What you should do ▸ Report how many lines below include the string "tests". Please keep the reply to that number.

* * * * *

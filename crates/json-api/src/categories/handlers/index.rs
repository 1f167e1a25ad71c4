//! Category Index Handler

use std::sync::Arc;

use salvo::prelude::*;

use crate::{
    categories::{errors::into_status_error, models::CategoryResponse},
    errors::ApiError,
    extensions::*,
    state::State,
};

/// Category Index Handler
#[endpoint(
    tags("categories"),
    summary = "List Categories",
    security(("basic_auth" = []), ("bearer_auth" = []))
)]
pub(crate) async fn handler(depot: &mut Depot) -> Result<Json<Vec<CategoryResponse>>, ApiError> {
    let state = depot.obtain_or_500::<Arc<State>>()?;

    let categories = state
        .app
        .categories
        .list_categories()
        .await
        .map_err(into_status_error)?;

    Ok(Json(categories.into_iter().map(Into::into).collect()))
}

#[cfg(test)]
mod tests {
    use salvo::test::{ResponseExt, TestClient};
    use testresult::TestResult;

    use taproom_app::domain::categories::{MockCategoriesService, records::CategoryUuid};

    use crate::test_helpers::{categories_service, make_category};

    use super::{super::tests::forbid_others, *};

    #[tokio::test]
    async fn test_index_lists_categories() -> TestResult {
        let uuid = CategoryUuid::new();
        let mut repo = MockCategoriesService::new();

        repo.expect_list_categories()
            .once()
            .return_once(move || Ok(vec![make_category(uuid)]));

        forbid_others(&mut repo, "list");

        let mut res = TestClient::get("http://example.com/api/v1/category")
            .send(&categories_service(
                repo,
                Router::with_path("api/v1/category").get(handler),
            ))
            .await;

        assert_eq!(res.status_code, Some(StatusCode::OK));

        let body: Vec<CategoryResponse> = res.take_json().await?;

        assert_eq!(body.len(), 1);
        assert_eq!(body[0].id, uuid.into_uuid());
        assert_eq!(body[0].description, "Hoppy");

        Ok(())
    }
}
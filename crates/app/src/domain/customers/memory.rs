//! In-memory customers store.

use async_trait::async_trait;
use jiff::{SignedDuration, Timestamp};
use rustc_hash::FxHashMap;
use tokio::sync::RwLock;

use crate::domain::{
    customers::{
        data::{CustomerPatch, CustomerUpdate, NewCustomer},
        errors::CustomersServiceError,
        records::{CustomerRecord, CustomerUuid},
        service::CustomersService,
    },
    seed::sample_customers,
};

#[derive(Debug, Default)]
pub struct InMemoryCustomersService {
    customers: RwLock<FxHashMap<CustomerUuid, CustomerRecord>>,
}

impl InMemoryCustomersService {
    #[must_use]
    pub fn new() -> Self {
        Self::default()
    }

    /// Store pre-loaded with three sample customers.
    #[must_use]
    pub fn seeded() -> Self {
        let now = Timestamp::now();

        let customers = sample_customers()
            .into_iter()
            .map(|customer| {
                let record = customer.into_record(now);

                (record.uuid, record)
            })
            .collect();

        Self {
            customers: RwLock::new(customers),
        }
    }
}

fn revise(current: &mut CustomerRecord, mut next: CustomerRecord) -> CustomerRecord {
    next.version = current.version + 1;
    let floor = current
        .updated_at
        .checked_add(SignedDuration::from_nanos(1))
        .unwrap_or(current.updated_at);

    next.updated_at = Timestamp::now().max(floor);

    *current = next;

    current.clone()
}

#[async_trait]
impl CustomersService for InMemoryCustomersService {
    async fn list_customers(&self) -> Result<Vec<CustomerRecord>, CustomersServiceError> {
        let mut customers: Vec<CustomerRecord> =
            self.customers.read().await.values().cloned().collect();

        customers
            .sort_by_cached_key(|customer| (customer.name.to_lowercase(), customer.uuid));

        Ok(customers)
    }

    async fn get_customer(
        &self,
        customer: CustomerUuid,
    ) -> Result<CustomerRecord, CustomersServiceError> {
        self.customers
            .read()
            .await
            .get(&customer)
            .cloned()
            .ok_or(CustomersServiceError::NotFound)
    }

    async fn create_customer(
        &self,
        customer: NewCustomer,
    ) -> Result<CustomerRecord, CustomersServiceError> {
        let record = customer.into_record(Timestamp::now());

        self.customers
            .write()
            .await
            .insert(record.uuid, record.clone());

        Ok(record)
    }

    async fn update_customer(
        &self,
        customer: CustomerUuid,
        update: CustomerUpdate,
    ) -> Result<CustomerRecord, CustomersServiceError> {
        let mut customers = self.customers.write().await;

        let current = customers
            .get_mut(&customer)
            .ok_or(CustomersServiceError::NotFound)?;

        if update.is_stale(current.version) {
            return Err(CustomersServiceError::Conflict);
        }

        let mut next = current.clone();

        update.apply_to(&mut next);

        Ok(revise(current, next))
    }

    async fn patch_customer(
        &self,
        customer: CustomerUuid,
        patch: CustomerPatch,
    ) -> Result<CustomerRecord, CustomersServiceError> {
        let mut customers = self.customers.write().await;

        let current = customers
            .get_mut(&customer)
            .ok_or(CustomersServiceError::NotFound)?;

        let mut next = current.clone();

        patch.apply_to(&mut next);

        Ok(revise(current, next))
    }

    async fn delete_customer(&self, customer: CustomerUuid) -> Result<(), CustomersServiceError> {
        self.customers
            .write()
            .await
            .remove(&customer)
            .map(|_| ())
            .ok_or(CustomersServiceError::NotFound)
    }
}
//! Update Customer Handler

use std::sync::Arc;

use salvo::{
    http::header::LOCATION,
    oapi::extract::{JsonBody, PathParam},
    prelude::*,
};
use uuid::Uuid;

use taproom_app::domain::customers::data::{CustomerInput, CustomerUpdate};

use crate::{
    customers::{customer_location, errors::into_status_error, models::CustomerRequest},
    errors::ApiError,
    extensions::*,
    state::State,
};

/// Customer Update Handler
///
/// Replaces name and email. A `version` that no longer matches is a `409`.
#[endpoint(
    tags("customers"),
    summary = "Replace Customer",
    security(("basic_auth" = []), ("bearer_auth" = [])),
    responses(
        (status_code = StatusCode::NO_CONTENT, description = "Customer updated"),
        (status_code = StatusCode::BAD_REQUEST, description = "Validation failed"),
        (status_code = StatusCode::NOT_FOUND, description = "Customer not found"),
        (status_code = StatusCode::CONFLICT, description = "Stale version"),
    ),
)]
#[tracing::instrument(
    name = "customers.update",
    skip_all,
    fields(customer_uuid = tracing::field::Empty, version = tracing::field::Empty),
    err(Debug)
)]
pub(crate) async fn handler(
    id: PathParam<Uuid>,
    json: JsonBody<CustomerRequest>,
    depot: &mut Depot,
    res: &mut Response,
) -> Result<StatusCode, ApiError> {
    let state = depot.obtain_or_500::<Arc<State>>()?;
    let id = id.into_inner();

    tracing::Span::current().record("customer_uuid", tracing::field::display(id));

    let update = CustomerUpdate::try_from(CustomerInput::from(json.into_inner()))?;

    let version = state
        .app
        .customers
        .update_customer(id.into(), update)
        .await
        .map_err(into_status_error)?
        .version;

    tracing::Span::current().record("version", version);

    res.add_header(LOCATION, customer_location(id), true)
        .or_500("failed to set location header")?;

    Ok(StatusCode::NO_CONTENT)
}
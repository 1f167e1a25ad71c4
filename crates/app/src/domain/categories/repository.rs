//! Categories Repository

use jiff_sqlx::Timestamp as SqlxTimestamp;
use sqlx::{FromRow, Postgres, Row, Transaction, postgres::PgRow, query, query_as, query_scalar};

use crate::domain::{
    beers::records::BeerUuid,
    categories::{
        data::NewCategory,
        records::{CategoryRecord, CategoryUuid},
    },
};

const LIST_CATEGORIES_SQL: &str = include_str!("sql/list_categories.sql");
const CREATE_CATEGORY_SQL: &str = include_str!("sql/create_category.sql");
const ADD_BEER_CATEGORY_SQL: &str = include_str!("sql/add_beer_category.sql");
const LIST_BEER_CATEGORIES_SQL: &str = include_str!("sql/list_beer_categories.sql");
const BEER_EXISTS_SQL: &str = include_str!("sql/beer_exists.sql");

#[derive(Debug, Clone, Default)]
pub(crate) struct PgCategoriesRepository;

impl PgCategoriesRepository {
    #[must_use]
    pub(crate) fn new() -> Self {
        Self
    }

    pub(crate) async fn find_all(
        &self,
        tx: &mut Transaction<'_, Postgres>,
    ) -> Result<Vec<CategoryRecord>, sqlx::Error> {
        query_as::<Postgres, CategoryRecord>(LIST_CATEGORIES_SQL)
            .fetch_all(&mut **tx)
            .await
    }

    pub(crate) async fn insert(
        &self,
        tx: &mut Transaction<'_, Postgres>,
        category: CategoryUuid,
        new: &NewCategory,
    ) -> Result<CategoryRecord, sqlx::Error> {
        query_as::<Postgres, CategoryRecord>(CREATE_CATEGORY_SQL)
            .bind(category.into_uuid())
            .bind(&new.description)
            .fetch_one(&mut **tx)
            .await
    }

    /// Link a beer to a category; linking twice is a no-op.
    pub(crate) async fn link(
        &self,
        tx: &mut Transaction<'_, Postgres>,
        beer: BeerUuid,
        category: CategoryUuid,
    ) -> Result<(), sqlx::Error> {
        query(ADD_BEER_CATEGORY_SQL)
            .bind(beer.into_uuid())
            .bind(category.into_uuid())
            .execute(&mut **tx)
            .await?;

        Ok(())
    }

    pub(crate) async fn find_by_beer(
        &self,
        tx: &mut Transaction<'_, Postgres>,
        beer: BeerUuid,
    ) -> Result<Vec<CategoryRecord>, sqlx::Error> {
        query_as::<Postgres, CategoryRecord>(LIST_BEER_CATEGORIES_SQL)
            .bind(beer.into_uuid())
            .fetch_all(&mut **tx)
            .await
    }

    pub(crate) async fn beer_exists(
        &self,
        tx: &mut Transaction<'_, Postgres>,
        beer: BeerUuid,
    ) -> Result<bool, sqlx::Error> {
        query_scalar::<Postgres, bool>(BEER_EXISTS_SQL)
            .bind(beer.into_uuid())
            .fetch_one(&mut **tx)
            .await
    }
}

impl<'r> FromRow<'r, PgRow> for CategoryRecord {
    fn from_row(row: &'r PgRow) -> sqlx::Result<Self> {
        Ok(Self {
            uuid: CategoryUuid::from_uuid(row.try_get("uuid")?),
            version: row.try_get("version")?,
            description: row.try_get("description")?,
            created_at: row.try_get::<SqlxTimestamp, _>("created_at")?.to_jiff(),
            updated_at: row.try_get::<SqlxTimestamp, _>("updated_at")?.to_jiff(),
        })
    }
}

* * * * *

Output of the exercise ▸ 2